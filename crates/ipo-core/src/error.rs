use thiserror::Error;

/// The main error type for ipo-* crates
#[derive(Error, Debug)]
pub enum Error {
  /// Configuration error
  #[error("Configuration error: {0}")]
  Config(String),

  /// Ticker symbol that cannot be used as a key or file name
  #[error("Invalid ticker: {0:?}")]
  InvalidTicker(String),

  /// Parse error for data processing
  #[error("Parse error: {0}")]
  Parse(String),
}

/// Result type alias for ipo-* crates
pub type Result<T> = std::result::Result<T, Error>;
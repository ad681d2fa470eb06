pub mod config;
pub mod dates;
pub mod error;
pub mod types;

#[cfg(any(test, feature = "test-utils"))]
pub mod test_utils;

pub use config::Config;
pub use error::{Error, Result};
pub use types::{SamplingMode, ScanMode, Ticker};

/// Companies analyzed when no ticker list is configured.
pub const DEFAULT_TICKERS: &[&str] = &["DBX", "SPOT", "EQH", "SMAR", "WHD"];

/// Directory under the output root holding one token file per ticker
pub const TOKENIZED_TEXTS_DIR: &str = "tokenized_texts";

/// Directory under the output root holding the per-company matching article dumps
pub const MATCHING_JSON_DIR: &str = "matching_json_files";

/// File names of the tabular artifacts written next to the token files
pub const IPO_INFO_FILE: &str = "ipo_info.csv";
pub const SENTIMENT_SCORES_FILE: &str = "sentiment_scores.csv";
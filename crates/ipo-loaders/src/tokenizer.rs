/*
 *
 *
 *
 *
 * MIT License
 * Copyright (c) 2025. Dwight J. Browne
 * dwight[-at-]dwightjbrowne[-dot-]com
 *
 *
 * Permission is hereby granted, free of charge, to any person obtaining a copy
 * of this software and associated documentation files (the "Software"), to deal
 * in the Software without restriction, including without limitation the rights
 * to use, copy, modify, merge, publish, distribute, sublicense, and/or sell
 * copies of the Software, and to permit persons to whom the Software is
 * furnished to do so, subject to the following conditions:
 *
 * The above copyright notice and this permission notice shall be included in all
 * copies or substantial portions of the Software.
 *
 * THE SOFTWARE IS PROVIDED "AS IS", WITHOUT WARRANTY OF ANY KIND, EXPRESS OR
 * IMPLIED, INCLUDING BUT NOT LIMITED TO THE WARRANTIES OF MERCHANTABILITY,
 * FITNESS FOR A PARTICULAR PURPOSE AND NONINFRINGEMENT. IN NO EVENT SHALL THE
 * AUTHORS OR COPYRIGHT HOLDERS BE LIABLE FOR ANY CLAIM, DAMAGES OR OTHER
 * LIABILITY, WHETHER IN AN ACTION OF CONTRACT, TORT OR OTHERWISE, ARISING FROM,
 * OUT OF OR IN CONNECTION WITH THE SOFTWARE OR THE USE OR OTHER DEALINGS IN THE
 * SOFTWARE.
 */

//! Tokenizer: turns a company's article bodies into a flat word list and
//! persists it as `<token dir>/<TICKER>.csv`, one word per record.

use crate::csv_processor::CsvProcessor;
use crate::{DataLoader, LoaderContext, LoaderResult};
use ipo_core::Ticker;
use ipo_models::ArticleTable;
use std::path::PathBuf;
use tracing::info;

/// Output from the tokenizer
#[derive(Debug, Clone)]
pub struct TokenizerOutput {
  pub ticker: Ticker,
  pub tokens: Vec<String>,
  pub path: PathBuf,
}

pub struct Tokenizer {
  token_dir: PathBuf,
}

impl Tokenizer {
  pub fn new(token_dir: impl Into<PathBuf>) -> Self {
    Self { token_dir: token_dir.into() }
  }

  pub fn token_path(&self, ticker: &Ticker) -> PathBuf {
    self.token_dir.join(format!("{}.csv", ticker))
  }
}

/// Remove ASCII punctuation, keeping hyphens
pub fn strip_punctuation(text: &str) -> String {
  text.chars().filter(|c| *c == '-' || !c.is_ascii_punctuation()).collect()
}

/// Join the bodies with a space, strip punctuation and split on whitespace.
pub fn tokenize<'a, I>(texts: I) -> Vec<String>
where
  I: IntoIterator<Item = &'a str>,
{
  let joined = texts.into_iter().collect::<Vec<_>>().join(" ");
  strip_punctuation(&joined).split_whitespace().map(str::to_string).collect()
}

impl DataLoader for Tokenizer {
  type Input = ArticleTable;
  type Output = TokenizerOutput;

  fn load(&self, _context: &LoaderContext, input: Self::Input) -> LoaderResult<Self::Output> {
    let tokens = tokenize(input.texts());
    let path = self.token_path(&input.ticker);
    CsvProcessor::new().write_tokens(&path, &tokens)?;

    info!("{}: {} tokens from {} articles -> {}", input.ticker, tokens.len(), input.len(), path.display());
    Ok(TokenizerOutput { ticker: input.ticker, tokens, path })
  }

  fn name(&self) -> &'static str {
    "tokenizer"
  }
}
//! Configuration management for the pre-IPO sentiment pipeline

use crate::error::{Error, Result};
use crate::types::{SamplingMode, ScanMode, Ticker};
use dotenvy::dotenv;
use std::env;
use std::path::PathBuf;

/// Main configuration struct for a pipeline run
#[derive(Debug, Clone)]
pub struct Config {
  /// Root of the unzipped news-article corpus
  pub corpus_dir: PathBuf,

  /// IPO reference table (.xlsx workbook or CSV)
  pub reference_path: PathBuf,

  /// Destination for token files, article dumps and tables
  pub output_dir: PathBuf,

  /// Companies to analyze
  pub tickers: Vec<Ticker>,

  /// Article fields searched for the company name
  pub scan_mode: ScanMode,

  /// Full scan or per-directory random sample
  pub sampling: SamplingMode,

  /// Run tickers on the rayon pool
  pub parallel: bool,
}

impl Config {
  /// Load configuration from environment variables
  pub fn from_env() -> Result<Self> {
    dotenv().ok();

    let corpus_dir =
      env::var("IPO_CORPUS_DIR").unwrap_or_else(|_| "./bld/data/unzipped".to_string()).into();

    let reference_path =
      env::var("IPO_REFERENCE_PATH").unwrap_or_else(|_| "./data/ipo_df.xlsx".to_string()).into();

    let output_dir = env::var("IPO_OUTPUT_DIR").unwrap_or_else(|_| "./bld/data".to_string()).into();

    let tickers = match env::var("IPO_TICKERS") {
      Ok(list) => parse_tickers(&list)?,
      Err(_) => default_tickers(),
    };

    let scan_mode = match env::var("IPO_SCAN_MODE") {
      Ok(mode) => mode.parse().map_err(|_| Error::Config(format!("Invalid IPO_SCAN_MODE: {}", mode)))?,
      Err(_) => ScanMode::default(),
    };

    let sample_seed = match env::var("IPO_SAMPLE_SEED") {
      Ok(seed) => Some(
        seed.trim().parse::<u64>().map_err(|_| Error::Config("Invalid IPO_SAMPLE_SEED".to_string()))?,
      ),
      Err(_) => None,
    };

    let sampling = match env::var("IPO_SAMPLE_RATIO") {
      Ok(ratio) => {
        let ratio = ratio
          .trim()
          .parse::<f64>()
          .map_err(|_| Error::Config("Invalid IPO_SAMPLE_RATIO".to_string()))?;
        SamplingMode::fraction(ratio, sample_seed)?
      }
      Err(_) => SamplingMode::Full,
    };

    let parallel = match env::var("IPO_PARALLEL") {
      Ok(flag) => parse_bool(&flag).ok_or_else(|| Error::Config("Invalid IPO_PARALLEL".to_string()))?,
      Err(_) => false,
    };

    Ok(Config { corpus_dir, reference_path, output_dir, tickers, scan_mode, sampling, parallel })
  }

  /// Create a config rooted at the given directories (for testing)
  pub fn with_dirs(corpus_dir: impl Into<PathBuf>, output_dir: impl Into<PathBuf>) -> Self {
    let output_dir = output_dir.into();
    Config {
      corpus_dir: corpus_dir.into(),
      reference_path: output_dir.join("ipo_df.xlsx"),
      output_dir,
      tickers: default_tickers(),
      scan_mode: ScanMode::default(),
      sampling: SamplingMode::Full,
      parallel: false,
    }
  }

  pub fn tokenized_dir(&self) -> PathBuf {
    self.output_dir.join(crate::TOKENIZED_TEXTS_DIR)
  }

  pub fn matching_json_dir(&self) -> PathBuf {
    self.output_dir.join(crate::MATCHING_JSON_DIR)
  }
}

/// Parse a comma separated ticker list, dropping duplicates and keeping order
pub fn parse_tickers(list: &str) -> Result<Vec<Ticker>> {
  let mut tickers: Vec<Ticker> = Vec::new();
  for part in list.split(',').map(str::trim).filter(|p| !p.is_empty()) {
    let ticker = Ticker::new(part)?;
    if !tickers.contains(&ticker) {
      tickers.push(ticker);
    }
  }
  if tickers.is_empty() {
    return Err(Error::Config("Ticker list is empty".to_string()));
  }
  Ok(tickers)
}

pub fn default_tickers() -> Vec<Ticker> {
  crate::DEFAULT_TICKERS.iter().filter_map(|t| Ticker::new(t).ok()).collect()
}

fn parse_bool(value: &str) -> Option<bool> {
  match value.trim().to_ascii_lowercase().as_str() {
    "1" | "true" | "yes" | "on" => Some(true),
    "0" | "false" | "no" | "off" => Some(false),
    _ => None,
  }
}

*****

■ **DESCRIPTION OF THE TASK**: Above are several records. Count the lines among them that contain "ArticleTable" and give only the total.

■ **EXERCISE RESPONSE**: 2